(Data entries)
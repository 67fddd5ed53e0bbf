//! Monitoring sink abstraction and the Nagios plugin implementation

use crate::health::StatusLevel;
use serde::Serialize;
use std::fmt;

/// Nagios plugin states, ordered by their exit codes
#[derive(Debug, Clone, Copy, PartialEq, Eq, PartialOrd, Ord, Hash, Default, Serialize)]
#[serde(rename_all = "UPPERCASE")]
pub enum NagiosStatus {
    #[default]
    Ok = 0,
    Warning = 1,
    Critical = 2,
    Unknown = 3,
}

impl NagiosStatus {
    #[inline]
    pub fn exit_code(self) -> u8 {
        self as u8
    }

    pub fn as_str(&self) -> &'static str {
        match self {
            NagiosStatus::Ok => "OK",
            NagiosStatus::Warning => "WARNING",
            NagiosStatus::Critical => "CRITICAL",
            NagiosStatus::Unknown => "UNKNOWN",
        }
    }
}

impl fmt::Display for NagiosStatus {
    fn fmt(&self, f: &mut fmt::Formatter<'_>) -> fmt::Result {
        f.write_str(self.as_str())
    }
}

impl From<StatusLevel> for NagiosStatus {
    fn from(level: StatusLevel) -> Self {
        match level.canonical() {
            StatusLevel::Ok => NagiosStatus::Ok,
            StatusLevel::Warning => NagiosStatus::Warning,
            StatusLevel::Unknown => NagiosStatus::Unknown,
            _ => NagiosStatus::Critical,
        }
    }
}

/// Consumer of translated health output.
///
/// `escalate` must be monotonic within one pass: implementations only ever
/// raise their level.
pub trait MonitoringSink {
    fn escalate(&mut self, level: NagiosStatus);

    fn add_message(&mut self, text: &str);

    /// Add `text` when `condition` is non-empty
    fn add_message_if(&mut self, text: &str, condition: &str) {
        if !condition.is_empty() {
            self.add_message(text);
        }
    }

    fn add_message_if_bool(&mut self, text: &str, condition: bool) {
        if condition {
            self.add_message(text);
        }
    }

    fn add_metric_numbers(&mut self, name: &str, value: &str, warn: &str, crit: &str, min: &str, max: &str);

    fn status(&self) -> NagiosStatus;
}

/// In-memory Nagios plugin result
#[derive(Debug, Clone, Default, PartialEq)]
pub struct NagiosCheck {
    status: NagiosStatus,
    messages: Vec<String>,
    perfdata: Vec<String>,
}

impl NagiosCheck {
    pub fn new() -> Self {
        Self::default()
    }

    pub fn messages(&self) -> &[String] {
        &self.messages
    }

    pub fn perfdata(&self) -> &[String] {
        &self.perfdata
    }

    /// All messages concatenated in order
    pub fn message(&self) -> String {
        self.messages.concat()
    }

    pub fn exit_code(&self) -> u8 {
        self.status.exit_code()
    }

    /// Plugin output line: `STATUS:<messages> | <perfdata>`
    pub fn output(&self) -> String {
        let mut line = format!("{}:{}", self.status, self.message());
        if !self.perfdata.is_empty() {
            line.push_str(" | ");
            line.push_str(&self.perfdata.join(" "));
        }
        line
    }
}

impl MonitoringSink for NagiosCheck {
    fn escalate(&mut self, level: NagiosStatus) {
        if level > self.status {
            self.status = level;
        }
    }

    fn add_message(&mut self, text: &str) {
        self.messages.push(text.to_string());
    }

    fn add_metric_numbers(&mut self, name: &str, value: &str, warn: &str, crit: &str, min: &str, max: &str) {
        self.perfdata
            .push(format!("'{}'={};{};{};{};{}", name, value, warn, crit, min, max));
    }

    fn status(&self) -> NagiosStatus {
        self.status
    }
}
--
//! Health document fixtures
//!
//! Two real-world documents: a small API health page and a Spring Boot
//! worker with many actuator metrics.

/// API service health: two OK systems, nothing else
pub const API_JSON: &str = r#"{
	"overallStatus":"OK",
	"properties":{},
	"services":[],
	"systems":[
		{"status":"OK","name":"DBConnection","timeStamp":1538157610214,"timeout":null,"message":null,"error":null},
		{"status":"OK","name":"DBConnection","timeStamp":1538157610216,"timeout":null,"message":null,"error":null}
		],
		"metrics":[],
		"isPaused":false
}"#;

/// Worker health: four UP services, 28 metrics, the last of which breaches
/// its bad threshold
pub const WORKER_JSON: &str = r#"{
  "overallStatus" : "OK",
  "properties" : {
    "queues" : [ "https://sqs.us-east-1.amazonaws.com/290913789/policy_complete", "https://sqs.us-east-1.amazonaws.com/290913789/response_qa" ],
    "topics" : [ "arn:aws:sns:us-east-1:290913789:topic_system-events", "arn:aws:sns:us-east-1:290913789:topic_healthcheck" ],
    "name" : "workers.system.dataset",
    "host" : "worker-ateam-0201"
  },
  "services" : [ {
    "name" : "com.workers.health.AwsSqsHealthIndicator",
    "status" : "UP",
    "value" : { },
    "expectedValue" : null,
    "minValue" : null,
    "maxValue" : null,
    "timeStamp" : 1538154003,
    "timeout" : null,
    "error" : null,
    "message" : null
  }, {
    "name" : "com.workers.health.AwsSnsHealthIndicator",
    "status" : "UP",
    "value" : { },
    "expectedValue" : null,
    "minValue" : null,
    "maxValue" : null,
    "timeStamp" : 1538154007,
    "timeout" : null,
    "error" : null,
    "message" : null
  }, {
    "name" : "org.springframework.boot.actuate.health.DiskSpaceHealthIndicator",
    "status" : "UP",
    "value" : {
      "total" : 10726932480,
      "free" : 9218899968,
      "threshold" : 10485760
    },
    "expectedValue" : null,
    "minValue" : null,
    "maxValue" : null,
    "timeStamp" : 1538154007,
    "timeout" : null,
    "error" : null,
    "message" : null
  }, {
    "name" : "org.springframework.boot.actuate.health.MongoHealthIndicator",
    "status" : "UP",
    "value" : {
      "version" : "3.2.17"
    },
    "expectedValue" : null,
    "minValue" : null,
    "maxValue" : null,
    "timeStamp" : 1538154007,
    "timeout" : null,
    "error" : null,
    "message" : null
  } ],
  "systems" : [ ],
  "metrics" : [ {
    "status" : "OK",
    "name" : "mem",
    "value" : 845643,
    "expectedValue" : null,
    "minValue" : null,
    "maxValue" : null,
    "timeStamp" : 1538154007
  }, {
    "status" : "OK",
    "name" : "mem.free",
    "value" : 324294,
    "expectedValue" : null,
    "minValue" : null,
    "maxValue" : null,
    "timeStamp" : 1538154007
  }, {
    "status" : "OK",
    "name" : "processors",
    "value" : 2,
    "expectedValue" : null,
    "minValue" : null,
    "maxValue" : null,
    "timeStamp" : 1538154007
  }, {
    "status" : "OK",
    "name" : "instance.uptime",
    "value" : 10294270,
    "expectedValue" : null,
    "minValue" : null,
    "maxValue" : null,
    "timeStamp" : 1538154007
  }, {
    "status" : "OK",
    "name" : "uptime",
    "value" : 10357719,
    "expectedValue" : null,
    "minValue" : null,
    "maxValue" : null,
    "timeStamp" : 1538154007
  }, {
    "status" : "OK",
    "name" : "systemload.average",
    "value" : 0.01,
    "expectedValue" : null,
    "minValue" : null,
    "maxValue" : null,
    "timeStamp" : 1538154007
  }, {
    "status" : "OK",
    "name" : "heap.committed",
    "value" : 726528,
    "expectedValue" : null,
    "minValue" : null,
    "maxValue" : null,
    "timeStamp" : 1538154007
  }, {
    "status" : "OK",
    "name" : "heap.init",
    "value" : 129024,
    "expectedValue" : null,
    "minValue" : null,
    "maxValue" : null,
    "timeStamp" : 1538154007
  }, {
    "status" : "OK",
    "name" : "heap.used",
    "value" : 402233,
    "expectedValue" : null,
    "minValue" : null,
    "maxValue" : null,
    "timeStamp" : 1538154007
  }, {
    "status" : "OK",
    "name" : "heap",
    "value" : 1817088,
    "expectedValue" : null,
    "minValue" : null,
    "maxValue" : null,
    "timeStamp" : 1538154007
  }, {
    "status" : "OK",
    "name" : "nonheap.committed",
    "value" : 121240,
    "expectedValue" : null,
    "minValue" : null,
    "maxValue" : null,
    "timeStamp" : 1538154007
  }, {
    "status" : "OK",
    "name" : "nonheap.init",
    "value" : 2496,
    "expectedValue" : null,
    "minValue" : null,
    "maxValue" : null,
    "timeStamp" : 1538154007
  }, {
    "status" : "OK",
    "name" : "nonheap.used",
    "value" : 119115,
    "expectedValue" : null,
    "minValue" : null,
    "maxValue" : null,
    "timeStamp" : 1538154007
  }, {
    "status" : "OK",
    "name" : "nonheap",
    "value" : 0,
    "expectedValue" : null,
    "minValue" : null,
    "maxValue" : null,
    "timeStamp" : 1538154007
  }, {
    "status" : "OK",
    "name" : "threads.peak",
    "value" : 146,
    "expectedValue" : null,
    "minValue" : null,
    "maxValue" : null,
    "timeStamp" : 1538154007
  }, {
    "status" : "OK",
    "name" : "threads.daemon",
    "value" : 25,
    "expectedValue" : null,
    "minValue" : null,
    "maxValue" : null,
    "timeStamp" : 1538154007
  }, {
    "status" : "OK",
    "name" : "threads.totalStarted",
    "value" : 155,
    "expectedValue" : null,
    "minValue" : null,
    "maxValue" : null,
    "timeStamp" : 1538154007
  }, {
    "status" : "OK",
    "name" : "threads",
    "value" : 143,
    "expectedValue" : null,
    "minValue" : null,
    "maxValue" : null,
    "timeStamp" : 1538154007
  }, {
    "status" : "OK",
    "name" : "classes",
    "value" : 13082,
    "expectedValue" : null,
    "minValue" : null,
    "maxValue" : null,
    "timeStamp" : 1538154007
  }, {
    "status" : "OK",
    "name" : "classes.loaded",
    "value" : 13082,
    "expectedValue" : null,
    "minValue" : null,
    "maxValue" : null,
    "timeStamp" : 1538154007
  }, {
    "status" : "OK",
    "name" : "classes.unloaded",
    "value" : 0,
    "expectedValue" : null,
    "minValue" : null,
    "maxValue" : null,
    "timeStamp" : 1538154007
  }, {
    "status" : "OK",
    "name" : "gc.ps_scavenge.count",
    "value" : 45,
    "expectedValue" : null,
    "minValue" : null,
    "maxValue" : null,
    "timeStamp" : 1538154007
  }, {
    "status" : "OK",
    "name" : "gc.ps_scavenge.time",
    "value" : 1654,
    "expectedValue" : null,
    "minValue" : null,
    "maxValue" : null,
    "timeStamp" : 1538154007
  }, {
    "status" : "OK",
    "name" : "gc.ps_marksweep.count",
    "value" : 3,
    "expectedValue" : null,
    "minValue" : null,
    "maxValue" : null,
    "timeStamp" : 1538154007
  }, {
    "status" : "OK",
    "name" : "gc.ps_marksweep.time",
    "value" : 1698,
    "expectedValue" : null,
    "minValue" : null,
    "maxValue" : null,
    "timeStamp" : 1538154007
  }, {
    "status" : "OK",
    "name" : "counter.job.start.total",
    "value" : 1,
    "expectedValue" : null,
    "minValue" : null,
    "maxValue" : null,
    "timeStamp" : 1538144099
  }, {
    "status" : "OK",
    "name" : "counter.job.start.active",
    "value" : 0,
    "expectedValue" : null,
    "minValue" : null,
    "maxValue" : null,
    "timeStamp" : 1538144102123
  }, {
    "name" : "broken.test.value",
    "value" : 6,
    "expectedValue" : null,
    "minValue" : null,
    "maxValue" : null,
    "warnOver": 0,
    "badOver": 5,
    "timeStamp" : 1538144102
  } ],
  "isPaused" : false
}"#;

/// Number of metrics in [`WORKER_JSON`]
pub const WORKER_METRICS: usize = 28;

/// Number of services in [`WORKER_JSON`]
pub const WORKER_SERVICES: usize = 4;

Task to carry out
Search the records above for the string "Unknown". Copy every line that contains it.

Solution for this problem
    Unknown = 3,
            NagiosStatus::Unknown => "UNKNOWN",
            StatusLevel::Unknown => NagiosStatus::Unknown,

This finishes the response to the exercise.